After taking care for the future of this factory since 1999, Andreas Gonschior is now presenting their history.

1901 - 1939


Combustion engines are the "new economy" in the early-20th century. We want to take a look at the history of one of the many "start-up companies" that were sprouting up like mushrooms everywhere at that time.

Heinrich Kämper is 25 years old when he finishes his engineering studies in Munich and Berlin in 1899 and he’s fascinated by this new technology. In the whole of Berlin at that time in 1899, there are only nineteen companies registered, specialized in combustion engines of all kinds (besides, of course, the car manufacturers, who mostly build their own engines). We find suppliers and manufacturers for gasoline or gas engines, for hot-air, for crude oil or petroleum engines: the field is huge and it is even not foreseeable at that time, where the major breakthrough would happen.

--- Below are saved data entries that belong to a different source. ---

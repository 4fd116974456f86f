//! Risk limit sets are declared in a TOML file and hot-reloadable at
//! runtime. An invalid file is fatal at startup; a missing file falls back
//! to the built-in defaults.

use anyhow::{Context, Result};
use std::path::Path;
use tracing::{info, warn};

use crate::domain::risk::limits::RiskLimitSet;

#[derive(Debug, serde::Deserialize)]
struct LimitsFile {
    limits: RiskLimitSet,
}

/// Load and validate the limit set from `path`. Missing file means the
/// operator accepted the defaults; a malformed or invalid file is an error
/// because silently trading under wrong limits is worse than not starting.
pub fn load_limits(path: &Path) -> Result<RiskLimitSet> {
    if !path.exists() {
        warn!(path = %path.display(), "Limits file not found, using built-in defaults");
        return Ok(RiskLimitSet::default());
    }

    let raw = std::fs::read_to_string(path)
        .with_context(|| format!("Failed to read limits file {}", path.display()))?;
    let parsed: LimitsFile = toml::from_str(&raw)
        .with_context(|| format!("Failed to parse limits file {}", path.display()))?;
    parsed
        .limits
        .validate()
        .with_context(|| format!("Limits file {} failed validation", path.display()))?;

    info!(
        name = %parsed.limits.name,
        version = parsed.limits.version,
        "Loaded risk limits"
    );
    Ok(parsed.limits)
}
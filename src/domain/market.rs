use chrono::{DateTime, Utc};
use rust_decimal::Decimal;
use rust_decimal::prelude::ToPrimitive;
use serde::{Deserialize, Serialize};
use std::collections::{HashMap, VecDeque};

/// Immutable market state at a timestamp: latest prices plus rolling
/// per-symbol return histories (oldest first).
#[derive(Debug, Clone, Serialize, Deserialize)]
pub struct MarketSnapshot {
    pub timestamp: DateTime<Utc>,
    pub prices: HashMap<String, Decimal>,
    pub returns: HashMap<String, Vec<f64>>,
}

impl MarketSnapshot {
    pub fn empty(timestamp: DateTime<Utc>) -> Self {
        Self {
            timestamp,
            prices: HashMap::new(),
            returns: HashMap::new(),
        }
    }

    pub fn price(&self, symbol: &str) -> Option<Decimal> {
        self.prices.get(symbol).copied()
    }

    /// Number of return observations available for `symbol`
    pub fn observations(&self, symbol: &str) -> usize {
        self.returns.get(symbol).map(|r| r.len()).unwrap_or(0)
    }

    /// Align the return histories of `symbols` on their common tail.
    /// Returns one row per observation (oldest first), one column per symbol,
    /// or None if any symbol has no history at all.
    pub fn aligned_returns(&self, symbols: &[String]) -> Option<Vec<Vec<f64>>> {
        if symbols.is_empty() {
            return Some(Vec::new());
        }
        let series: Vec<&Vec<f64>> = symbols
            .iter()
            .map(|s| self.returns.get(s))
            .collect::<Option<Vec<_>>>()?;

        let n = series.iter().map(|s| s.len()).min().unwrap_or(0);
        if n == 0 {
            return None;
        }

        let rows = (0..n)
            .map(|t| {
                series
                    .iter()
                    .map(|s| s[s.len() - n + t])
                    .collect::<Vec<f64>>()
            })
            .collect();
        Some(rows)
    }
}

/// Accumulates price ticks from upstream feeds into rolling log-return
/// windows; `snapshot()` publishes an immutable MarketSnapshot.
#[derive(Debug)]
pub struct ReturnAccumulator {
    window: usize,
    last_prices: HashMap<String, f64>,
    returns: HashMap<String, VecDeque<f64>>,
}

impl ReturnAccumulator {
    pub fn new(window: usize) -> Self {
        Self {
            window,
            last_prices: HashMap::new(),
            returns: HashMap::new(),
        }
    }

    /// Record an observed price; pushes a log return once a prior price exists.
    pub fn record_price(&mut self, symbol: &str, price: Decimal) {
        let Some(price) = price.to_f64() else { return };
        if price <= 0.0 {
            return;
        }
        if let Some(&last) = self.last_prices.get(symbol) {
            if last > 0.0 {
                let history = self.returns.entry(symbol.to_string()).or_default();
                history.push_back((price / last).ln());
                while history.len() > self.window {
                    history.pop_front();
                }
            }
        }
        self.last_prices.insert(symbol.to_string(), price);
    }

    pub fn snapshot(&self, timestamp: DateTime<Utc>, prices: HashMap<String, Decimal>) -> MarketSnapshot {
        MarketSnapshot {
            timestamp,
            prices,
            returns: self
                .returns
                .iter()
                .map(|(s, r)| (s.clone(), r.iter().copied().collect()))
                .collect(),
        }
    }
}
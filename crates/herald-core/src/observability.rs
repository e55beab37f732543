//! Queue counters, shared between the worker and whoever reports health.

use std::sync::atomic::{AtomicU64, Ordering};

use serde::{Deserialize, Serialize};

#[derive(Debug, Clone, Copy, Default, PartialEq, Eq, Serialize, Deserialize)]
pub struct QueueStats {
    pub submitted: u64,
    pub succeeded: u64,
    pub failed: u64,
    /// Resolved with a shutdown error without running.
    pub rejected: u64,
    pub connect_attempts: u64,
}

#[derive(Debug, Default)]
pub(crate) struct StatsRecorder {
    submitted: AtomicU64,
    succeeded: AtomicU64,
    failed: AtomicU64,
    rejected: AtomicU64,
    connect_attempts: AtomicU64,
}

impl StatsRecorder {
    pub(crate) fn submitted(&self) {
        self.submitted.fetch_add(1, Ordering::Relaxed);
    }

    pub(crate) fn finished(&self, ok: bool) {
        let counter = if ok { &self.succeeded } else { &self.failed };
        counter.fetch_add(1, Ordering::Relaxed);
    }

    pub(crate) fn rejected(&self, n: usize) {
        self.rejected.fetch_add(n as u64, Ordering::Relaxed);
    }

    pub(crate) fn record_connect_attempts(&self, total: u64) {
        self.connect_attempts.store(total, Ordering::Relaxed);
    }

    pub(crate) fn snapshot(&self) -> QueueStats {
        QueueStats {
            submitted: self.submitted.load(Ordering::Relaxed),
            succeeded: self.succeeded.load(Ordering::Relaxed),
            failed: self.failed.load(Ordering::Relaxed),
            rejected: self.rejected.load(Ordering::Relaxed),
            connect_attempts: self.connect_attempts.load(Ordering::Relaxed),
        }
    }
}
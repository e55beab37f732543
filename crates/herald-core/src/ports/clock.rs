//! Clock port - 時刻の抽象化

use chrono::{DateTime, Utc};

/// Clock は現在時刻を提供
///
/// # テスト容易性
/// - trait により時刻を差し替え可能
/// - テストでは FixedClock を使用（24 時間ウィンドウの境界を固定できる）
pub trait Clock: Send + Sync {
    fn now(&self) -> DateTime<Utc>;
}

/// 本番用: システム時刻
#[derive(Debug, Clone, Copy, Default)]
pub struct SystemClock;

impl Clock for SystemClock {
    fn now(&self) -> DateTime<Utc> {
        Utc::now()
    }
}

/// テスト用: 常に同じ時刻を返す
#[derive(Debug, Clone, Copy)]
pub struct FixedClock {
    at: DateTime<Utc>,
}

impl FixedClock {
    pub fn new(at: DateTime<Utc>) -> Self {
        Self { at }
    }
}

impl Clock for FixedClock {
    fn now(&self) -> DateTime<Utc> {
        self.at
    }
}
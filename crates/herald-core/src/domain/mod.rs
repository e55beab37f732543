//! Domain model (channel references, messages, resolved ids).

pub mod channel;

pub use channel::{ChannelMessage, ChannelMessages, ChannelMeta, ChannelRef, ResolvedChannel};
//! Channel - チャンネル参照とメッセージの形
//!
//! HTTP 層が返す JSON の形をそのまま serde で表現する。

use std::fmt;

use chrono::{DateTime, Utc};
use serde::{Deserialize, Serialize};

/// チャンネルの指し方（数値 ID / username・招待リンク）
#[derive(Debug, Clone, PartialEq, Eq, Hash, Serialize, Deserialize)]
#[serde(untagged)]
pub enum ChannelRef {
    Id(i64),
    Name(String),
}

impl fmt::Display for ChannelRef {
    fn fmt(&self, f: &mut fmt::Formatter<'_>) -> fmt::Result {
        match self {
            ChannelRef::Id(id) => id.fmt(f),
            ChannelRef::Name(name) => name.fmt(f),
        }
    }
}

impl From<i64> for ChannelRef {
    fn from(id: i64) -> Self {
        ChannelRef::Id(id)
    }
}

impl From<String> for ChannelRef {
    fn from(name: String) -> Self {
        ChannelRef::Name(name)
    }
}

impl From<&str> for ChannelRef {
    fn from(name: &str) -> Self {
        ChannelRef::Name(name.to_string())
    }
}

/// A single message kept in a [`ChannelMessages`] result. `text` is never empty.
#[derive(Debug, Clone, PartialEq, Eq, Serialize, Deserialize)]
pub struct ChannelMessage {
    pub id: i64,
    pub text: String,
}

#[derive(Debug, Clone, PartialEq, Eq, Serialize, Deserialize)]
pub struct ChannelMeta {
    /// The channel reference exactly as the caller gave it.
    pub channel_id: String,
    /// Snapshot time captured when the fetch started.
    pub date: DateTime<Utc>,
}

/// Recent messages of one channel, most recent first.
#[derive(Debug, Clone, PartialEq, Eq, Serialize, Deserialize)]
pub struct ChannelMessages {
    pub meta: ChannelMeta,
    pub messages: Vec<ChannelMessage>,
}

impl ChannelMessages {
    pub fn empty(channel: &ChannelRef, date: DateTime<Utc>) -> Self {
        Self {
            meta: ChannelMeta {
                channel_id: channel.to_string(),
                date,
            },
            messages: Vec::new(),
        }
    }
}

/// 解決済みチャンネル ID（broadcast / supergroup は `-100` 付き）
#[derive(Debug, Clone, PartialEq, Eq, Serialize, Deserialize)]
pub struct ResolvedChannel {
    pub channel_id: i64,
    pub username: Option<String>,
}
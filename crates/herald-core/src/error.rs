//! Errors - エラー型と分類
//!
//! 接続レベルの失敗（ConnectFailure）は worker 内で吸収され、呼び出し元には届かない。
//! タスクレベルの失敗（Upstream / Shutdown）はそのタスクの PendingResult にだけ届く。

use std::time::Duration;

use thiserror::Error;

/// ErrorKind は実行エラーの分類
///
/// - Transient: 一時的なエラー（接続系。worker がバックオフして再試行する）
/// - Permanent: 恒久的なエラー（リトライしても結果は変わらない）
/// - Shutdown: キュー停止によって実行されなかった
#[derive(Debug, Clone, Copy, PartialEq, Eq)]
pub enum ErrorKind {
    Transient,
    Permanent,
    Shutdown,
}

/// Errors raised by a [`PlatformSession`](crate::ports::PlatformSession) primitive.
#[derive(Debug, Clone, PartialEq, Eq, Error)]
pub enum SessionError {
    #[error("session is not connected")]
    NotConnected,

    #[error("cannot find any entity corresponding to \"{0}\"")]
    EntityNotFound(String),

    #[error("{0}")]
    Rpc(String),
}

/// 接続試行の失敗理由
#[derive(Debug, Clone, PartialEq, Eq, Error)]
pub enum ConnectFailure {
    #[error("connect timed out after {} seconds", .0.as_secs())]
    Timeout(Duration),

    #[error("connect failed: {0}")]
    Refused(SessionError),
}

#[derive(Debug, Clone, PartialEq, Eq, Error)]
pub enum HeraldError {
    #[error(transparent)]
    Connect(#[from] ConnectFailure),

    #[error(transparent)]
    Upstream(#[from] SessionError),

    #[error("queue was stopped before the task could run")]
    Shutdown,

    #[error("channel id cannot be normalized: {0}")]
    InvalidChannelId(String),

    #[error("worker replied with a response of the wrong kind")]
    UnexpectedResponse,
}

impl HeraldError {
    pub fn kind(&self) -> ErrorKind {
        match self {
            HeraldError::Connect(_) => ErrorKind::Transient,
            HeraldError::Upstream(_)
            | HeraldError::InvalidChannelId(_)
            | HeraldError::UnexpectedResponse => ErrorKind::Permanent,
            HeraldError::Shutdown => ErrorKind::Shutdown,
        }
    }
}
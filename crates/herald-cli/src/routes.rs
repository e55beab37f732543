//! HTTP ルート
//!
//! 3 つのリクエスト形をそのまま ScraperQueue の操作に対応させる薄い層。
//! エラーはすべて 500 + `{"detail": "..."}` にする。

use std::sync::Arc;

use axum::extract::State;
use axum::http::StatusCode;
use axum::response::{IntoResponse, Response};
use axum::routing::{get, post};
use axum::{Json, Router};
use herald_core::domain::{ChannelMessages, ResolvedChannel};
use herald_core::observability::QueueStats;
use herald_core::ports::PlatformSession;
use herald_core::{HeraldError, ScraperQueue};
use serde::{Deserialize, Serialize};
use tracing::error;

#[derive(Debug, Deserialize)]
pub struct ChannelRequestById {
    pub channel_id: i64,
}

#[derive(Debug, Deserialize)]
pub struct ChannelRequestByName {
    pub channel_name: String,
}

#[derive(Debug, Deserialize)]
pub struct ChannelIdRequest {
    pub channel: String,
}

#[derive(Debug, Serialize)]
pub struct HealthResponse {
    pub status: &'static str,
    pub service: &'static str,
    pub stats: QueueStats,
}

/// A façade error on its way to becoming a 500.
#[derive(Debug)]
pub struct ApiError {
    what: &'static str,
    source: HeraldError,
}

impl ApiError {
    fn messages(source: HeraldError) -> Self {
        Self {
            what: "messages",
            source,
        }
    }

    fn channel_id(source: HeraldError) -> Self {
        Self {
            what: "channel ID",
            source,
        }
    }
}

impl IntoResponse for ApiError {
    fn into_response(self) -> Response {
        error!(error = %self.source, kind = ?self.source.kind(), "error getting {}", self.what);
        let body = serde_json::json!({
            "detail": format!("Failed to get {}: {}", self.what, self.source),
        });
        (StatusCode::INTERNAL_SERVER_ERROR, Json(body)).into_response()
    }
}

pub fn router<S: PlatformSession>(queue: Arc<ScraperQueue<S>>) -> Router {
    Router::new()
        .route("/messages_by_id", post(messages_by_id::<S>))
        .route("/messages_by_name", post(messages_by_name::<S>))
        .route("/channel_id", post(channel_id::<S>))
        .route("/health", get(health::<S>))
        .with_state(queue)
}

async fn messages_by_id<S: PlatformSession>(
    State(queue): State<Arc<ScraperQueue<S>>>,
    Json(request): Json<ChannelRequestById>,
) -> Result<Json<ChannelMessages>, ApiError> {
    queue
        .fetch_recent_messages_by_id(request.channel_id)
        .await
        .map(Json)
        .map_err(ApiError::messages)
}

async fn messages_by_name<S: PlatformSession>(
    State(queue): State<Arc<ScraperQueue<S>>>,
    Json(request): Json<ChannelRequestByName>,
) -> Result<Json<ChannelMessages>, ApiError> {
    queue
        .fetch_recent_messages_by_name(request.channel_name)
        .await
        .map(Json)
        .map_err(ApiError::messages)
}

async fn channel_id<S: PlatformSession>(
    State(queue): State<Arc<ScraperQueue<S>>>,
    Json(request): Json<ChannelIdRequest>,
) -> Result<Json<ResolvedChannel>, ApiError> {
    queue
        .resolve_channel_id(request.channel)
        .await
        .map(Json)
        .map_err(ApiError::channel_id)
}

async fn health<S: PlatformSession>(
    State(queue): State<Arc<ScraperQueue<S>>>,
) -> Json<HealthResponse> {
    Json(HealthResponse {
        status: "healthy",
        service: "herald",
        stats: queue.stats(),
    })
}

#[cfg(test)]
mod tests {
    use super::*;
    use axum::body::Body;
    use axum::http::Request;
    use herald_core::impls::{ChannelFixture, InMemorySession};
    use herald_core::ports::{Entity, EntityKind};
    use tower::ServiceExt;

    fn app() -> Router {
        let session = InMemorySession::new().with_channel(ChannelFixture::new(Entity {
            id: 123,
            username: Some("news".to_string()),
            kind: EntityKind::Supergroup,
        }));
        router(Arc::new(ScraperQueue::new(session)))
    }

    async fn send(app: Router, request: Request<Body>) -> (StatusCode, serde_json::Value) {
        let response = app.oneshot(request).await.unwrap();
        let status = response.status();
        let bytes = axum::body::to_bytes(response.into_body(), usize::MAX)
            .await
            .unwrap();
        (status, serde_json::from_slice(&bytes).unwrap())
    }

    fn post_json(uri: &str, body: serde_json::Value) -> Request<Body> {
        Request::post(uri)
            .header("content-type", "application/json")
            .body(Body::from(body.to_string()))
            .unwrap()
    }

    #[tokio::test]
    async fn channel_id_returns_the_normalized_id() {
        let (status, body) = send(
            app(),
            post_json("/channel_id", serde_json::json!({"channel": "@news"})),
        )
        .await;
        assert_eq!(status, StatusCode::OK);
        assert_eq!(body, serde_json::json!({"channel_id": -100123, "username": "news"}));
    }

    #[tokio::test]
    async fn messages_by_name_returns_the_messages_shape() {
        let (status, body) = send(
            app(),
            post_json("/messages_by_name", serde_json::json!({"channel_name": "news"})),
        )
        .await;
        assert_eq!(status, StatusCode::OK);
        assert_eq!(body["meta"]["channel_id"], "news");
        assert_eq!(body["messages"], serde_json::json!([]));
    }

    #[tokio::test]
    async fn failures_become_500_with_detail() {
        let (status, body) = send(
            app(),
            post_json("/messages_by_id", serde_json::json!({"channel_id": 999})),
        )
        .await;
        assert_eq!(status, StatusCode::INTERNAL_SERVER_ERROR);
        assert_eq!(
            body["detail"],
            "Failed to get messages: cannot find any entity corresponding to \"999\""
        );
    }

    #[tokio::test]
    async fn health_reports_queue_stats() {
        let (status, body) = send(
            app(),
            Request::get("/health").body(Body::empty()).unwrap(),
        )
        .await;
        assert_eq!(status, StatusCode::OK);
        assert_eq!(body["status"], "healthy");
        assert_eq!(body["stats"]["submitted"], 0);
    }
}
//! PendingResult - 一度だけ解決される完了ハンドル

use std::future::{Future, IntoFuture};
use std::pin::Pin;

use tokio::sync::oneshot;

use super::Response;
use crate::error::HeraldError;

/// The submitter's side of a task. Await it (or call [`wait`](Self::wait)) to get
/// the result.
///
/// If the worker disappears without answering, the result is `HeraldError::Shutdown`,
/// so a pending result never hangs once the queue is gone.
#[derive(Debug)]
pub struct PendingResult<T = Response> {
    rx: oneshot::Receiver<Result<Response, HeraldError>>,
    extract: fn(Response) -> Result<T, HeraldError>,
}

impl PendingResult<Response> {
    pub(crate) fn new(rx: oneshot::Receiver<Result<Response, HeraldError>>) -> Self {
        Self { rx, extract: Ok }
    }

    /// Narrow the response to the variant a façade operation expects.
    pub(crate) fn narrow<T>(
        self,
        extract: fn(Response) -> Result<T, HeraldError>,
    ) -> PendingResult<T> {
        PendingResult {
            rx: self.rx,
            extract,
        }
    }
}

impl<T> PendingResult<T> {
    pub async fn wait(self) -> Result<T, HeraldError> {
        match self.rx.await {
            Ok(Ok(response)) => (self.extract)(response),
            Ok(Err(err)) => Err(err),
            Err(_) => Err(HeraldError::Shutdown),
        }
    }
}

impl<T: Send + 'static> IntoFuture for PendingResult<T> {
    type Output = Result<T, HeraldError>;
    type IntoFuture = Pin<Box<dyn Future<Output = Self::Output> + Send>>;

    fn into_future(self) -> Self::IntoFuture {
        Box::pin(self.wait())
    }
}

#[cfg(test)]
mod tests {
    use super::*;
    use crate::domain::ResolvedChannel;

    #[tokio::test]
    async fn dropped_sender_resolves_as_shutdown() {
        let (tx, rx) = oneshot::channel();
        let pending = PendingResult::new(rx);
        drop(tx);
        assert_eq!(pending.wait().await, Err(HeraldError::Shutdown));
    }

    #[tokio::test]
    async fn narrow_rejects_the_wrong_variant() {
        let (tx, rx) = oneshot::channel();
        let pending = PendingResult::new(rx).narrow(|response| match response {
            Response::Messages(messages) => Ok(messages),
            _ => Err(HeraldError::UnexpectedResponse),
        });
        tx.send(Ok(Response::Channel(ResolvedChannel {
            channel_id: 1,
            username: None,
        })))
        .unwrap();
        assert_eq!(pending.await, Err(HeraldError::UnexpectedResponse));
    }
}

Suppliers of diesel engines are not even noticed or recorded separately at that time in Berlin. Further patents and improvements follow quickly step by step: a broad field with great opportunities for young engineers.

Only 1.5 years after completing his university studies, on January 2, 1901, Heinrich Kämper founded his own company for engine construction and manufacturing. He moves into rooms in the middle of the city, at Kurfürstenstraße 146.

In 1901, we already see 32 companies in Berlin that are looking for their fortune in the field of combustion engines. Once again, new applications and technologies have opened up, as can be seen from the Berlin directories at that time.

Two examples of these sections, listed brand-new: in 1901, for the first time, it was worthwhile to identify separately the specialized engine factories for next dedicated applications.

For automotive engines! Automotive engines are no longer summarized as “any other business.”

Then, apparently, an interesting technology has become more widespread: from now onwards we will find the suppliers of modern spirit engines in a separate section!

What will be the future of the automobiles? What is the future of the alcohol-based spirit engine? Progress is hardly predictable. This market is very dynamic, flexibility and speed are vital for one's own success.1

Heinrich Kämper Motorenfabrik presented their first product in the same year of the company’s setup:

A petrol engine with 3.5 horsepower at 1,000 rpm is the first baby in a long line of different products that we will encounter on our way while following this "start-up" company.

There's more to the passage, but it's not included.